Flavor Profile Pineapple, blueberry, banana, dark chocolate

Please Note This coffee landed more than 8 months ago.

Out of stock

About this coffee

Grower

Justiniano Sánchez

Altitude

1750 masl

Variety

Catuai and Bourbon 6000 plants - 10 to 12 years

Soil

Clay minerals

Region

Aguanqueterique, Santa Elena, La Paz, Honduras

Process

Fully washed and dried on elevated tables inside solar dryers that provide protection from the rain

Harvest

December - March

Certification

Conventional

Coffee Background

Justiniano Sanchez has a 3.5-acre farm called La Granadilla in the community of Aguanqueterique. He lives in the nearby community of Llano Alegre with his wife and children.

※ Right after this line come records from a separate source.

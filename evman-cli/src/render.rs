//! TUI rendering traits for evman types.

use evman_core::event::Event;
use evman_core::store::LoadReport;
use evman_core::timeline::Slot;
use owo_colors::OwoColorize;

/// Extension trait for TUI rendering with colors.
pub trait Render {
    fn render(&self) -> String;
}

impl Render for Event {
    fn render(&self) -> String {
        let location = if self.location.is_empty() {
            "(none)".dimmed().to_string()
        } else {
            self.location.clone()
        };

        [
            format!("{}", self.name.bold()),
            format!("  {}     {}", "Date:".dimmed(), self.date),
            format!("  {}     {}", "Time:".dimmed(), self.time),
            format!("  {}     {}", "Type:".dimmed(), self.kind),
            format!("  {} {}", "Location:".dimmed(), location),
        ]
        .join("\n")
    }
}

impl Render for Slot {
    fn render(&self) -> String {
        match &self.event {
            Some(name) => format!("  {}  {}", self.label(), name.green()),
            None => format!("  {}  {}", self.label(), "-".dimmed()),
        }
    }
}

/// Render a list of events separated by blank lines.
pub fn render_events<'a>(events: impl IntoIterator<Item = &'a Event>) -> String {
    events
        .into_iter()
        .map(Render::render)
        .collect::<Vec<_>>()
        .join("\n\n")
}

/// Warning for lines that could not be read, if any.
pub fn render_load_warning(report: &LoadReport) -> Option<String> {
    if report.degenerate_lines.is_empty() {
        return None;
    }

    let lines: Vec<String> = report
        .degenerate_lines
        .iter()
        .map(|n| n.to_string())
        .collect();

    Some(
        format!(
            "Warning: {} malformed {} loaded as empty events (line {})",
            lines.len(),
            pluralize("line", lines.len()),
            lines.join(", ")
        )
        .yellow()
        .to_string(),
    )
}

/// Simple pluralization helper
pub fn pluralize(word: &str, count: usize) -> String {
    if count == 1 {
        word.to_string()
    } else {
        format!("{word}s")
    }
}

#[cfg(test)]
mod tests {
    use super::*;

    #[test]
    fn test_event_render_shows_all_fields() {
        let event = Event::new("Standup", "01-03-2024", "09:00", "Meeting", "Room1");
        let out = event.render();

        for value in ["Standup", "01-03-2024", "09:00", "Meeting", "Room1"] {
            assert!(out.contains(value), "missing {value}");
        }
    }

    #[test]
    fn test_empty_location_rendered_as_none() {
        let event = Event::new("Standup", "01-03-2024", "09:00", "Meeting", "");
        assert!(event.render().contains("(none)"));
    }

    #[test]
    fn test_slot_render() {
        let filled = Slot {
            hour: 9,
            event: Some("Standup".to_string()),
        };
        let empty = Slot {
            hour: 14,
            event: None,
        };

        assert!(filled.render().contains("09:00"));
        assert!(filled.render().contains("Standup"));
        assert!(empty.render().contains("14:00"));
    }

    #[test]
    fn test_load_warning_only_for_degenerate_lines() {
        assert_eq!(render_load_warning(&LoadReport::default()), None);

        let report = LoadReport {
            loaded: 4,
            degenerate_lines: vec![2, 7],
        };
        let warning = render_load_warning(&report).unwrap();
        assert!(warning.contains("2 malformed lines"));
        assert!(warning.contains("line 2, 7"));
    }

    #[test]
    fn test_pluralize() {
        assert_eq!(pluralize("event", 1), "event");
        assert_eq!(pluralize("event", 0), "events");
        assert_eq!(pluralize("line", 3), "lines");
    }
}
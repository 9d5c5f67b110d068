use anyhow::Result;
use evman_core::session::{Capability, Session};
use owo_colors::OwoColorize;

use super::Store;
use crate::render::{pluralize, render_events};

pub fn run(store: &Store, session: &Session, keyword: &str) -> Result<()> {
    session.require(Capability::Search)?;

    let found = store.search(keyword);

    if found.is_empty() {
        println!("{}", "No matching events found.".dimmed());
        return Ok(());
    }

    println!(
        "{}\n",
        format!("{} matching {}", found.len(), pluralize("event", found.len())).dimmed()
    );
    println!("{}", render_events(found));
    Ok(())
}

In prior years, Justiniano sold his family's coffee in cherry to the local middleman. For the last three years he has been working with Catracha Coffee. During this time, he has improved his farm management practices using lime to control the pH of his soil, fertilizing with organic compost, and spraying organic fungicides to control levels of leaf rust. These actions have improved the health of his farm and the quality of his coffee production. Justiniano has learned to process coffee using his own micro-mill so that he can depulp, ferment, wash and dry his coffee before delivering it to Catracha Coffee. With profits from the sale of his micro-lot, Justiniano has renovated a fermentation tank, built raised drying tables, and purchased a motor to run his depulper. This allowed him to process and deliver more coffee to Catracha this year.
Mayra Orellana-Powell founded Catracha Coffee Company to connect her coffee growing community with roasters. Ten years later, Catracha Coffee has gained momentum with more than 80 producers and 20 roasters working together on sustainable relationships and a profit-sharing model, which has consistently paid at least $2.00 per pound directly to producers. This extra income helps increase each producer’s capacity to reinvest in their farm, and overtime, increase their standard of living.
The sale of Catracha Coffee also creates income for a non-profit called Catracha Community (a 501(1)(c)(3) nonprofit), which invests in income diversification opportunities without taking resources from a farmer’s bottomline.
Catracha Community hosts weekly workshops for women and youth to learn craft making skills. Like the coffee, the focus is on quality. With the help of talented volunteers, the group has been able to make many beautiful things and sell them through our network of coffee friends. They even have a name for the group, Catracha Colectivo.
Catracha Community has also established an art residence and studio in Santa Elena to host artists from Honduras and around the world. These artists have been running art classes two days a week for over a year. Every week more than 30 children come and learn art. Art is starting to pop up everywhere around Santa Elena. There are more than 30 murals along the streets of Santa Elena, in people’s homes, and at many schools.
During the COVID 19 pandemic, group activities were suspended but women continued to make crafts and also masks to earn extra income. Artists visited homes to paint small works of art on windows and doors. They also painted stools and sold them for extra income. Many families also started family gardens and traded seeds to diversify their harvest.